Bei einer Zeremonie in einem anderen Teil der Stadt nahmen über 350 Regierungsbeamte – Männer und Frauen, einige mittleren Alters und viele in Anzug und Krawatte – an einer Zeremonie teil, bei der sie sich freiwillig zum Kampf gegen die herannahenden Tigrayans bereit erklärten.

Einige Bewohner kauften sich in Supermärkten mit Lebensmitteln ein und sagten, sie glaubten den optimistischen Berichten über die von der Regierung propagierten Kämpfe nicht mehr Medienkanäle. Verwandte in Städten, die kürzlich von den Tigrayanern gefangen genommen wurden, zeichneten ein viel düstereres Bild, sagten sie.

“Sie haben uns versichert, dass alles unter Kontrolle ist, und wir haben ihnen geglaubt”, sagte ein 70-Jähriger unter der Bedingung der Anonymität.

Der Mann sagte, er habe den letzten großen inneren Konflikt Äthiopiens 1991 überlebt, als Tigrayan-Rebellen Addis Abeba stürmten, nachdem sie ein brutales marxistisches Regime gestürzt hatten.

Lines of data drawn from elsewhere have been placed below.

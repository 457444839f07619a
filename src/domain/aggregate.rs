//! Summary reductions used by the watchlist and portfolio views.
//!
//! Empty inputs produce `None` instead of dividing by zero.

#[derive(Debug, Clone, Copy, PartialEq, Default)]
pub struct Summary {
    pub count: usize,
    pub mean: Option<f64>,
    pub max: Option<f64>,
}

impl Summary {
    pub fn of<I>(values: I) -> Self
    where
        I: IntoIterator<Item = f64>,
    {
        let mut count = 0usize;
        let mut total = 0.0_f64;
        let mut max: Option<f64> = None;

        for value in values {
            count += 1;
            total += value;
            max = Some(match max {
                Some(current) if current >= value => current,
                _ => value,
            });
        }

        let mean = if count > 0 {
            Some(total / count as f64)
        } else {
            None
        };

        Self { count, mean, max }
    }

    /// Mean, or zero when there is nothing to average.
    pub fn mean_or_zero(&self) -> f64 {
        self.mean.unwrap_or(0.0)
    }

    pub fn max_or_zero(&self) -> f64 {
        self.max.unwrap_or(0.0)
    }
}

pub fn mean<I: IntoIterator<Item = f64>>(values: I) -> Option<f64> {
    Summary::of(values).mean
}

pub fn max<I: IntoIterator<Item = f64>>(values: I) -> Option<f64> {
    Summary::of(values).max
}

#[cfg(test)]
mod tests {
    use super::*;
    use approx::assert_relative_eq;

    #[test]
    fn empty_input_has_no_mean_or_max() {
        let summary = Summary::of(Vec::<f64>::new());
        assert_eq!(summary.count, 0);
        assert_eq!(summary.mean, None);
        assert_eq!(summary.max, None);
        assert_eq!(summary.mean_or_zero(), 0.0);
        assert_eq!(summary.max_or_zero(), 0.0);
    }

    #[test]
    fn watchlist_seed_values() {
        let summary = Summary::of([8.4, 28.6, 6.8]);
        assert_eq!(summary.count, 3);
        assert_relative_eq!(summary.mean.unwrap(), 14.6, epsilon = 1e-9);
        assert_relative_eq!(summary.max.unwrap(), 28.6);
    }

    #[test]
    fn max_handles_negatives() {
        assert_eq!(max([-5.0, -2.0, -9.0]), Some(-2.0));
        assert_eq!(mean([-1.0, 1.0]), Some(0.0));
    }

    #[test]
    fn single_value() {
        let summary = Summary::of([4.2]);
        assert_eq!(summary.mean, Some(4.2));
        assert_eq!(summary.max, Some(4.2));
    }
}
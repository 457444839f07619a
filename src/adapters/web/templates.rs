//! HTML templates using Askama, plus the view models they render.

use askama::Template;

use crate::adapters::chart_svg::{detail_svg, sparkline_svg};
use crate::domain::correlation::MarketCorrelation;
use crate::domain::filter::{ASSET_CLASSES, FilterCriteria, INSTRUMENTS, QuickRisk, ValueRange};
use crate::domain::notification::Notification;
use crate::domain::profile::SettingsSection;
use crate::domain::session::Tab;
use crate::domain::strategy::{RiskLevel, Strategy};

/// Page chrome around every full (non-HTMX) response.
#[derive(Template)]
#[template(path = "base.html")]
pub struct LayoutTemplate<'a> {
    pub title: &'a str,
    pub tabs: Vec<NavTab>,
    pub unread: usize,
    pub show_disclaimer: bool,
    pub disclaimer_title: &'a str,
    pub disclaimer_body: &'a str,
    pub acknowledge_label: &'a str,
    pub content: &'a str,
}

pub struct NavTab {
    pub label: &'static str,
    pub path: &'static str,
    pub active: bool,
}

impl NavTab {
    pub fn all(active: Tab) -> Vec<NavTab> {
        Tab::ALL
            .into_iter()
            .map(|tab| NavTab {
                label: tab.label(),
                path: tab.path(),
                active: tab == active,
            })
            .collect()
    }
}

pub fn risk_class(risk: RiskLevel) -> &'static str {
    match risk {
        RiskLevel::Low => "risk-low",
        RiskLevel::Medium => "risk-medium",
        RiskLevel::High => "risk-high",
    }
}

pub struct StrategyCard {
    pub id: String,
    pub name: String,
    pub description: String,
    pub return_display: String,
    pub risk_class: &'static str,
    pub tags: Vec<String>,
    pub sparkline: String,
    pub watched: bool,
}

impl StrategyCard {
    pub fn new(strategy: &Strategy, watched: bool) -> Self {
        Self {
            id: strategy.id.clone(),
            name: strategy.name.clone(),
            description: strategy.description.clone(),
            return_display: strategy.return_display.clone(),
            risk_class: risk_class(strategy.risk),
            tags: strategy.display_tags(),
            sparkline: sparkline_svg(&strategy.sparkline),
            watched,
        }
    }
}

pub struct RiskPill {
    pub label: &'static str,
    pub active: bool,
}

impl RiskPill {
    pub fn all(selected: QuickRisk) -> Vec<RiskPill> {
        QuickRisk::ALL
            .into_iter()
            .map(|q| RiskPill {
                label: q.as_str(),
                active: q == selected,
            })
            .collect()
    }
}

#[derive(Template)]
#[template(path = "home.html")]
pub struct HomeTemplate {
    pub greeting: String,
    pub total_value: String,
    pub monthly_change: String,
    pub initials: String,
    pub unread: usize,
    pub chart: String,
    pub pills: Vec<RiskPill>,
    pub filters_active: bool,
    pub cards: Vec<StrategyCard>,
    pub empty_message: Option<&'static str>,
}

#[derive(Template)]
#[template(path = "watch_button.html")]
pub struct WatchButtonTemplate<'a> {
    pub id: &'a str,
    pub watched: bool,
}

pub struct CheckOption {
    pub name: String,
    pub label: String,
    pub checked: bool,
}

pub struct RangeField {
    pub name: &'static str,
    pub label: &'static str,
    pub low: String,
    pub high: String,
    pub step: &'static str,
}

impl RangeField {
    fn new(name: &'static str, label: &'static str, range: ValueRange, step: &'static str) -> Self {
        Self {
            name,
            label,
            low: range.low.to_string(),
            high: range.high.to_string(),
            step,
        }
    }
}

#[derive(Template)]
#[template(path = "filters.html")]
pub struct FiltersTemplate {
    pub risk_levels: Vec<CheckOption>,
    pub asset_classes: Vec<CheckOption>,
    pub instruments: Vec<CheckOption>,
    pub ranges: Vec<RangeField>,
    pub error: Option<String>,
}

impl FiltersTemplate {
    pub fn new(criteria: &FilterCriteria) -> Self {
        let risk_levels = RiskLevel::ALL
            .into_iter()
            .map(|level| CheckOption {
                name: format!("risk_{level}"),
                label: level.to_string(),
                checked: criteria.risk_levels.contains(&level),
            })
            .collect();
        let asset_classes = ASSET_CLASSES
            .into_iter()
            .map(|class| CheckOption {
                name: format!("asset_{class}"),
                label: class.to_string(),
                checked: criteria.asset_classes.contains(class),
            })
            .collect();
        let instruments = INSTRUMENTS
            .into_iter()
            .map(|instrument| CheckOption {
                name: format!("instrument_{instrument}"),
                label: instrument.to_string(),
                checked: criteria.instruments.contains(instrument),
            })
            .collect();
        let ranges = vec![
            RangeField::new("return", "Return Range (%)", criteria.return_range, "1"),
            RangeField::new("drawdown", "Max Drawdown (%)", criteria.drawdown_range, "1"),
            RangeField::new("sharpe", "Sharpe Ratio", criteria.sharpe_range, "0.1"),
        ];
        Self {
            risk_levels,
            asset_classes,
            instruments,
            ranges,
            error: None,
        }
    }

    pub fn with_error(mut self, message: impl Into<String>) -> Self {
        self.error = Some(message.into());
        self
    }
}

pub struct CorrelationRow {
    pub market: String,
    pub label: String,
    pub width: String,
    pub positive: bool,
    pub description: String,
}

impl From<&MarketCorrelation> for CorrelationRow {
    fn from(c: &MarketCorrelation) -> Self {
        Self {
            market: c.market.clone(),
            label: c.percent_label(),
            width: format!("{:.0}", c.strength()),
            positive: c.is_positive(),
            description: c.description.clone(),
        }
    }
}

#[derive(Template)]
#[template(path = "strategy.html")]
pub struct StrategyTemplate {
    pub id: String,
    pub name: String,
    pub description: String,
    pub chart: String,
    pub gauge: Vec<bool>,
    pub risk_tag: String,
    pub facts: Vec<(&'static str, String)>,
    pub performance: Vec<(&'static str, String)>,
    pub risk_analysis: String,
    pub example_trade: String,
    pub how_it_works: String,
    pub correlations: Vec<CorrelationRow>,
    pub watched: bool,
}

impl StrategyTemplate {
    pub fn new(strategy: &Strategy, correlations: &[MarketCorrelation], watched: bool) -> Self {
        let level = strategy.risk.gauge_level();
        Self {
            id: strategy.id.clone(),
            name: strategy.name.clone(),
            description: strategy.description.clone(),
            chart: detail_svg(&strategy.sparkline),
            gauge: (1..=3).map(|i| i <= level).collect(),
            risk_tag: strategy.risk.tag(),
            facts: vec![
                ("Asset Class", strategy.asset_class.clone()),
                ("Instrument", strategy.instrument.clone()),
                ("Trigger", strategy.trigger.clone()),
                ("Profit Scenario", strategy.profit_scenario.clone()),
            ],
            performance: vec![
                ("Annualized Return", strategy.performance.annualized_return.clone()),
                ("Sharpe Ratio", strategy.performance.sharpe_ratio.clone()),
                ("Max Drawdown", strategy.performance.max_drawdown.clone()),
            ],
            risk_analysis: strategy.risk_analysis.clone(),
            example_trade: strategy.example_trade.clone(),
            how_it_works: strategy.how_it_works.clone(),
            correlations: correlations.iter().map(CorrelationRow::from).collect(),
            watched,
        }
    }
}

pub struct WatchlistRow {
    pub id: String,
    pub name: String,
    pub description: String,
    pub return_display: String,
    pub risk_class: &'static str,
    pub tags: Vec<String>,
    pub sparkline: String,
    pub added: String,
}

#[derive(Template)]
#[template(path = "watchlist.html")]
pub struct WatchlistTemplate {
    pub query: String,
    pub total: usize,
    pub average_return: String,
    pub best_return: String,
    pub rows: Vec<WatchlistRow>,
    pub empty_message: Option<String>,
}

pub struct StatTile {
    pub label: &'static str,
    pub value: String,
    pub change: Option<String>,
}

pub struct PositionRow {
    pub name: String,
    pub allocation: u8,
    pub value: String,
    pub return_display: String,
    pub pnl: String,
    pub positive: bool,
    pub status: String,
}

#[derive(Template)]
#[template(path = "portfolio.html")]
pub struct PortfolioTemplate {
    pub chart: String,
    pub stats: Vec<StatTile>,
    pub positions: Vec<PositionRow>,
}

#[derive(Template)]
#[template(path = "profile.html")]
pub struct ProfileTemplate<'a> {
    pub name: &'a str,
    pub email: &'a str,
    pub initials: String,
    pub member_since: String,
    pub total_invested: &'a str,
    pub total_returns: &'a str,
    pub risk_tolerance: String,
    pub editing: bool,
    pub error: Option<String>,
    pub sections: &'a [SettingsSection],
}

#[derive(Template)]
#[template(path = "notifications.html")]
pub struct NotificationsTemplate<'a> {
    pub unread: usize,
    pub items: &'a [Notification],
    pub empty_message: &'a str,
}

#[derive(Template)]
#[template(path = "error.html")]
pub struct ErrorTemplate<'a> {
    pub message: &'a str,
    pub status: u16,
}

„Wir dachten, dass es diesmal anders sein würde“, sagte er. “Ich kann nicht glauben, dass ich es noch einmal durchlebe.”

Tigrayans werden seit Beginn des Krieges vor einem Jahr diskriminiert, viele verschwinden in Haft, werden entlassen oder müssen ins Exil gehen.

Die Regierung von Herrn Abiy bestand darauf, dass sie nur gegen Unterstützer der Tigray People’s Liberation Front vorging, einer Partei, die Äthiopien fast drei Jahrzehnte lang mit eiserner Faust regierte, bis Herr Abiy 2018 an die Macht kam.

Aber das Politische wurde schnell persönlich, als Herr Abiy zu einer immer härteren Sprache gegen die Führer der Tigrayans griff und sie “Krebs” und “Unkraut” nannte, und schürte weit verbreitete Befürchtungen, dass er die Bühne für ethnisch motivierte Gewalt gegen alle Tigrayans bereite.

Solche Befürchtungen veranlassten Facebook, am Donnerstag gegen Herrn Abiy vorzugehen, wegen eines Beitrags, in dem Äthiopier aufgefordert wurden, zu den Waffen zu greifen und die herannahenden Rebellenkräfte zu „begraben“. Die Muttergesellschaft von Facebook, Meta, sagte in einer Erklärung, sie habe den Beitrag wegen „Verstoßes gegen unsere Richtlinien gegen Anstiftung und Unterstützung von Gewalt“ entfernt.

Kritiker sagen, Facebook handele zu spät. Letzten Monat sagte eine Facebook-Whistleblowerin, Frances Haugen, dem Kongress, sie habe sich teilweise gemeldet, um zu beleuchten, „wie schlecht Facebook mit Ländern wie Äthiopien umgeht“.

Mitarbeiter der New York Times trugen zur Berichterstattung aus Addis Abeba bei. Marc Santora steuerte aus London bei und Simon Marks aus Mailand.